=== Supplied records ===

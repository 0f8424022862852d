use parcel_api::setup;
use parcel_core::Config;

#[tokio::main]
async fn main() -> Result<(), anyhow::Error> {
    let config = Config::from_env()?;

    let (_state, router) = setup::initialize_app(config.clone()).await?;

    setup::server::start_server(&config, router).await?;

    Ok(())
}
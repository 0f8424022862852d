//! Lifecycle of a single import.

use parcel_core::models::ImportStage;
use std::fmt::{Display, Formatter, Result as FmtResult};
use thiserror::Error;

#[derive(Debug, Clone, PartialEq, Eq)]
pub enum ImportState {
    Submitted,
    Fetched,
    TextExtracted,
    SchemaExtracted,
    Archived,
    Persisted,
    Succeeded,
    Failed { stage: ImportStage, cause: String },
}

#[derive(Debug, Error, PartialEq, Eq)]
#[error("invalid import transition from {from} to {to}")]
pub struct InvalidTransition {
    pub from: &'static str,
    pub to: &'static str,
}

impl ImportState {
    pub fn name(&self) -> &'static str {
        match self {
            ImportState::Submitted => "submitted",
            ImportState::Fetched => "fetched",
            ImportState::TextExtracted => "text_extracted",
            ImportState::SchemaExtracted => "schema_extracted",
            ImportState::Archived => "archived",
            ImportState::Persisted => "persisted",
            ImportState::Succeeded => "succeeded",
            ImportState::Failed { .. } => "failed",
        }
    }

    pub fn is_terminal(&self) -> bool {
        matches!(self, ImportState::Succeeded | ImportState::Failed { .. })
    }

    /// Move to `next` if the lifecycle allows it.
    ///
    /// Stages advance strictly in order. `Failed` is reachable from every non-terminal state;
    /// nothing leaves a terminal state.
    pub fn advance(&self, next: ImportState) -> Result<ImportState, InvalidTransition> {
        use ImportState::*;

        let allowed = match (self, &next) {
            (current, _) if current.is_terminal() => false,
            (_, Failed { .. }) => true,
            (Submitted, Fetched)
            | (Fetched, TextExtracted)
            | (TextExtracted, SchemaExtracted)
            | (SchemaExtracted, Archived)
            | (Archived, Persisted)
            | (Persisted, Succeeded) => true,
            _ => false,
        };

        if allowed {
            Ok(next)
        } else {
            Err(InvalidTransition {
                from: self.name(),
                to: next.name(),
            })
        }
    }
}

impl Display for ImportState {
    fn fmt(&self, f: &mut Formatter<'_>) -> FmtResult {
        match self {
            ImportState::Failed { stage, cause } => write!(f, "failed({}): {}", stage, cause),
            other => f.write_str(other.name()),
        }
    }
}
//! HTTP error response conversion
//!
//! Handlers return `Result<impl IntoResponse, HttpAppError>` and convert domain errors with
//! `?` or `.map_err(Into::into)`, so every failure renders with the same status, body and
//! log line.

use axum::{
    extract::rejection::JsonRejection,
    extract::{FromRequest, Request},
    http::StatusCode,
    response::{IntoResponse, Response},
    Json,
};
use parcel_core::models::ImportStage;
use parcel_core::{AppError, ErrorMetadata, LogLevel};
use parcel_db::PersistError;
use serde::{de::DeserializeOwned, Serialize};
use utoipa::ToSchema;

use crate::services::import::ImportFailure;

#[derive(Debug, Serialize, ToSchema)]
pub struct ErrorResponse {
    pub error: String,
    #[serde(skip_serializing_if = "Option::is_none")]
    pub details: Option<String>,
    #[serde(skip_serializing_if = "Option::is_none")]
    pub error_type: Option<String>,
    /// Machine-readable error code for programmatic handling
    pub code: String,
    /// Import stage that failed, for import errors
    #[serde(skip_serializing_if = "Option::is_none")]
    pub stage: Option<ImportStage>,
    /// Whether this error is recoverable (can be retried)
    pub recoverable: bool,
    /// Suggested action for the client (e.g., "Resubmit the document later")
    #[serde(skip_serializing_if = "Option::is_none")]
    pub suggested_action: Option<String>,
}

impl ErrorResponse {
    fn from_app_error(error: &AppError, with_details: bool) -> Self {
        Self {
            error: error.client_message(),
            details: with_details.then(|| error.detailed_message()),
            error_type: with_details.then(|| error.error_type().to_string()),
            code: error.error_code().to_string(),
            stage: error.import_stage(),
            recoverable: error.is_recoverable(),
            suggested_action: error.suggested_action().map(String::from),
        }
    }
}

/// Wrapper type for AppError to implement IntoResponse
/// This is necessary because of Rust's orphan rules - we can't implement
/// IntoResponse (external trait) for AppError (external type from parcel-core)
#[derive(Debug)]
pub struct HttpAppError(pub AppError);

impl From<AppError> for HttpAppError {
    fn from(err: AppError) -> Self {
        HttpAppError(err)
    }
}

impl From<anyhow::Error> for HttpAppError {
    fn from(err: anyhow::Error) -> Self {
        HttpAppError(AppError::InternalWithSource {
            message: err.to_string(),
            source: err,
        })
    }
}

impl From<ImportFailure> for HttpAppError {
    fn from(failure: ImportFailure) -> Self {
        HttpAppError(failure.into())
    }
}

impl From<PersistError> for HttpAppError {
    fn from(err: PersistError) -> Self {
        let app = match err {
            PersistError::Database(e) => AppError::Database(e),
            PersistError::Constraint(msg) | PersistError::Unavailable(msg) => {
                AppError::Internal(msg)
            }
        };
        HttpAppError(app)
    }
}

/// Convert JSON body deserialization failures into a 400 with our ErrorResponse format.
impl From<JsonRejection> for HttpAppError {
    fn from(rejection: JsonRejection) -> Self {
        let body_text = rejection.body_text();
        let message = if body_text.contains("invalid type") {
            "Invalid request body: documentUrl and fileName must be strings.".to_string()
        } else {
            format!("Invalid request body: {}", body_text)
        };
        HttpAppError(AppError::InvalidInput(message))
    }
}

/// JSON body extractor that returns our ErrorResponse format (400 + JSON) on deserialization failure.
/// Use this instead of `Json<T>` when you want a consistent API error shape for invalid bodies.
#[derive(Debug, Clone, Copy)]
pub struct ValidatedJson<T>(pub T);

impl<T, S> FromRequest<S> for ValidatedJson<T>
where
    T: DeserializeOwned + Send,
    S: Send + Sync,
    Json<T>: FromRequest<S, Rejection = JsonRejection>,
{
    type Rejection = HttpAppError;

    async fn from_request(req: Request, state: &S) -> Result<Self, Self::Rejection> {
        let Json(inner) = Json::<T>::from_request(req, state)
            .await
            .map_err(HttpAppError::from)?;
        Ok(ValidatedJson(inner))
    }
}

fn log_error(error: &AppError) {
    let error_type = error.error_type();
    let stage = error.import_stage().map(|s| s.as_str());
    match error.log_level() {
        LogLevel::Debug => {
            tracing::debug!(error = %error, error_type = error_type, stage = ?stage, "Error occurred");
        }
        LogLevel::Warn => {
            tracing::warn!(error = %error, error_type = error_type, stage = ?stage, "Error occurred");
        }
        LogLevel::Error => {
            tracing::error!(error = %error, error_type = error_type, stage = ?stage, "Error occurred");
        }
    }
}

fn is_production_env() -> bool {
    std::env::var("ENVIRONMENT")
        .or_else(|_| std::env::var("APP_ENV"))
        .map(|env| env.to_lowercase() == "production" || env.to_lowercase() == "prod")
        .unwrap_or(false)
}

impl IntoResponse for HttpAppError {
    fn into_response(self) -> Response {
        let app_error = &self.0;

        let status = StatusCode::from_u16(app_error.http_status_code())
            .unwrap_or(StatusCode::INTERNAL_SERVER_ERROR);

        log_error(app_error);

        // Details are hidden in production and for sensitive errors.
        let with_details = !is_production_env() && !app_error.is_sensitive();
        let body = Json(ErrorResponse::from_app_error(app_error, with_details));

        (status, body).into_response()
    }
}
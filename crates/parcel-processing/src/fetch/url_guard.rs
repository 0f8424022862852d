//! SSRF guard for document URLs
//!
//! Rejects URLs that would make the server fetch from itself or from the private
//! network: non-http(s) schemes, hosts outside the optional allowlist, private and
//! loopback addresses, and hostnames that resolve to them.

use std::net::{IpAddr, Ipv6Addr};
use tokio::net::lookup_host;

use super::FetchError;

/// Validate a submitted document URL and return it parsed.
pub async fn validate_document_url(
    url: &str,
    allow_private_hosts: bool,
    allowlist: Option<&[String]>,
) -> Result<reqwest::Url, FetchError> {
    let parsed = reqwest::Url::parse(url.trim())
        .map_err(|e| FetchError::InvalidUrl(format!("{}: {}", url, e)))?;

    if parsed.scheme() != "http" && parsed.scheme() != "https" {
        return Err(FetchError::InvalidUrl(
            "URL must start with http:// or https://".to_string(),
        ));
    }

    let host = parsed
        .host_str()
        .ok_or_else(|| FetchError::InvalidUrl("URL must have a host".to_string()))?
        .trim_start_matches('[')
        .trim_end_matches(']')
        .to_lowercase();

    if let Some(allowed_domains) = allowlist {
        let is_allowed = allowed_domains.iter().any(|allowed| {
            let allowed = allowed.to_lowercase();
            host == allowed || host.ends_with(&format!(".{}", allowed))
        });

        if !is_allowed {
            return Err(FetchError::Blocked(format!(
                "host '{}' is not in the allowed list",
                host
            )));
        }
    }

    if allow_private_hosts {
        return Ok(parsed);
    }

    if let Ok(ip) = host.parse::<IpAddr>() {
        if is_private_ip(&ip) {
            return Err(FetchError::Blocked(
                "private/internal IP addresses are not allowed".to_string(),
            ));
        }
    }

    if host == "localhost"
        || host.ends_with(".localhost")
        || host.ends_with(".local")
        || host.contains(".internal")
    {
        return Err(FetchError::Blocked(
            "localhost and internal hostnames are not allowed".to_string(),
        ));
    }

    // Resolve to catch public names pointing at private addresses.
    let port = parsed.port_or_known_default().unwrap_or(443);
    match lookup_host((host.as_str(), port)).await {
        Ok(addrs) => {
            for addr in addrs {
                if is_private_ip(&addr.ip()) {
                    return Err(FetchError::Blocked(format!(
                        "host resolves to private/internal IP address: {}",
                        addr.ip()
                    )));
                }
            }
        }
        Err(e) => {
            tracing::warn!(host = %host, error = %e, "Failed to resolve document host");
        }
    }

    Ok(parsed)
}

/// Private, loopback, link-local, multicast and reserved ranges (IPv4 and IPv6).
fn is_private_ip(ip: &IpAddr) -> bool {
    match ip {
        IpAddr::V4(ipv4) => {
            let octets = ipv4.octets();
            octets[0] == 10
                || (octets[0] == 172 && (16..=31).contains(&octets[1]))
                || (octets[0] == 192 && octets[1] == 168)
                || octets[0] == 127
                || (octets[0] == 169 && octets[1] == 254)
                || (224..=239).contains(&octets[0])
                || octets[0] == 0
        }
        IpAddr::V6(ipv6) => {
            // ::ffff:a.b.c.d and ::a.b.c.d reach the embedded IPv4 address.
            if let Some(ipv4) = ipv6.to_ipv4() {
                return is_private_ip(&IpAddr::V4(ipv4));
            }
            ipv6.is_loopback()
                || ipv6.is_unspecified()
                || ipv6.is_multicast()
                || is_ipv6_link_local(ipv6)
                || is_ipv6_unique_local(ipv6)
        }
    }
}

fn is_ipv6_link_local(ip: &Ipv6Addr) -> bool {
    ip.segments()[0] & 0xffc0 == 0xfe80
}

fn is_ipv6_unique_local(ip: &Ipv6Addr) -> bool {
    ip.segments()[0] & 0xfe00 == 0xfc00
}
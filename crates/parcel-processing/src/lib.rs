//! Parcel Processing Library
//!
//! The first two stages of a property import: fetching the raw document bytes from the
//! location a client submitted, and turning those bytes into page-ordered text.

pub mod document;
pub mod fetch;

pub use document::{ParseError, PdfTextExtractor, TextExtractor};
pub use fetch::{DocumentFetcher, FetchError, HttpDocumentFetcher};
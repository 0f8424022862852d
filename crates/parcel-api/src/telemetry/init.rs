use tracing_subscriber::{
    fmt::format::Format, layer::SubscriberExt, util::SubscriberInitExt, EnvFilter,
};

const DEFAULT_FILTER: &str = "parcel=debug,tower_http=debug";

/// Install the global tracing subscriber.
///
/// `RUST_LOG` overrides the default filter. `LOG_FORMAT=json` switches the console output
/// from the compact format to one JSON object per event.
pub fn init_telemetry() -> Result<(), Box<dyn std::error::Error>> {
    let filter = EnvFilter::try_from_default_env().unwrap_or_else(|_| DEFAULT_FILTER.into());
    let json = std::env::var("LOG_FORMAT")
        .map(|v| v.eq_ignore_ascii_case("json"))
        .unwrap_or(false);

    if json {
        tracing_subscriber::registry()
            .with(filter)
            .with(tracing_subscriber::fmt::layer().json().with_current_span(true))
            .try_init()?;
    } else {
        let console_fmt = tracing_subscriber::fmt::layer().event_format(
            Format::default()
                .compact()
                .with_target(false)
                .without_time(),
        );
        tracing_subscriber::registry()
            .with(filter)
            .with(console_fmt)
            .try_init()?;
    }

    tracing::info!(json, "Tracing initialized");
    Ok(())
}
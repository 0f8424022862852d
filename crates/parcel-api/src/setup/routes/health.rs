//! Health check handlers.

use crate::state::AppState;
use axum::{extract::State, http::StatusCode, response::IntoResponse, Json};
use std::fmt::Display;
use std::future::Future;
use std::sync::Arc;
use std::time::Duration;

const CHECK_TIMEOUT: Duration = Duration::from_secs(5);

/// Run an async check with timeout; returns status string "ready", "timeout", or "{prefix}: {error}".
async fn run_check<F, E>(timeout: Duration, f: F, error_prefix: &str) -> String
where
    F: Future<Output = Result<(), E>>,
    E: Display,
{
    match tokio::time::timeout(timeout, f).await {
        Ok(Ok(())) => "ready".to_string(),
        Ok(Err(e)) => format!("{}: {}", error_prefix, e),
        Err(_) => "timeout".to_string(),
    }
}

/// Liveness probe - process is running.
pub async fn liveness_check() -> impl IntoResponse {
    (
        StatusCode::OK,
        Json(serde_json::json!({ "status": "alive" })),
    )
}

/// Readiness probe - the property store answers.
pub async fn readiness_check(State(state): State<Arc<AppState>>) -> impl IntoResponse {
    let database = run_check(CHECK_TIMEOUT, state.properties.ping(), "not_ready").await;
    let ready = database == "ready";

    if !ready {
        tracing::error!(database = %database, "Readiness check failed");
    }

    let status_code = if ready {
        StatusCode::OK
    } else {
        StatusCode::SERVICE_UNAVAILABLE
    };

    (
        status_code,
        Json(serde_json::json!({
            "status": if ready { "ready" } else { "not_ready" },
            "database": database,
        })),
    )
}
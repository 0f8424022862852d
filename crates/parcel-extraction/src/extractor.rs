use parcel_core::models::{ExtractedText, PropertyData};
use parcel_core::ModelConfig;
use std::sync::Arc;

use crate::error::ExtractionError;
use crate::model::{CompletionRequest, LanguageModel};
use crate::normalize::parse_property_data;
use crate::prompt::PromptBuilder;
use crate::schema::PropertySchema;

/// Extracts [`PropertyData`] from document text with a language model.
pub struct SchemaExtractor {
    model: Arc<dyn LanguageModel>,
    schema: PropertySchema,
    max_input_chars: usize,
    retry_on_malformed: bool,
}

impl SchemaExtractor {
    pub fn new(model: Arc<dyn LanguageModel>, config: &ModelConfig) -> Self {
        Self {
            model,
            schema: PropertySchema::standard(),
            max_input_chars: config.max_input_chars,
            retry_on_malformed: config.retry_on_malformed,
        }
    }

    pub fn schema(&self) -> &PropertySchema {
        &self.schema
    }

    pub async fn extract(&self, text: &ExtractedText) -> Result<PropertyData, ExtractionError> {
        let full_text = text.as_text();
        let input = truncate_chars(&full_text, self.max_input_chars);
        if input.len() < full_text.len() {
            tracing::warn!(
                original_chars = full_text.chars().count(),
                max_input_chars = self.max_input_chars,
                "Document text exceeds model input limit, truncating"
            );
        }
        if input.is_empty() {
            tracing::debug!("Document has no text, extraction will yield an empty record");
        }

        let prompt = PromptBuilder::new(&self.schema);
        let request = CompletionRequest {
            system_instruction: prompt.system_instruction(),
            user_content: input.to_string(),
        };

        let first = self
            .model
            .complete_json(&request)
            .await
            .and_then(|completion| parse_property_data(&completion.content));
        match first {
            Err(e) if e.is_malformed_output() && self.retry_on_malformed => {
                tracing::warn!(
                    model = self.model.model_name(),
                    error = %e,
                    "Model output malformed, retrying with stricter instruction"
                );

                let retry = CompletionRequest {
                    system_instruction: prompt.strict_instruction(),
                    ..request
                };
                let completion = self.model.complete_json(&retry).await?;
                parse_property_data(&completion.content)
            }
            result => result,
        }
    }
}

/// Longest prefix of `text` holding at most `max_chars` characters.
fn truncate_chars(text: &str, max_chars: usize) -> &str {
    match text.char_indices().nth(max_chars) {
        Some((byte_index, _)) => &text[..byte_index],
        None => text,
    }
}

===

- [What is being asked]: Show each line of the material that includes the word "PropertySchema".

- [Reply]:
use crate::schema::PropertySchema;
    schema: PropertySchema,
            schema: PropertySchema::standard(),
    pub fn schema(&self) -> &PropertySchema {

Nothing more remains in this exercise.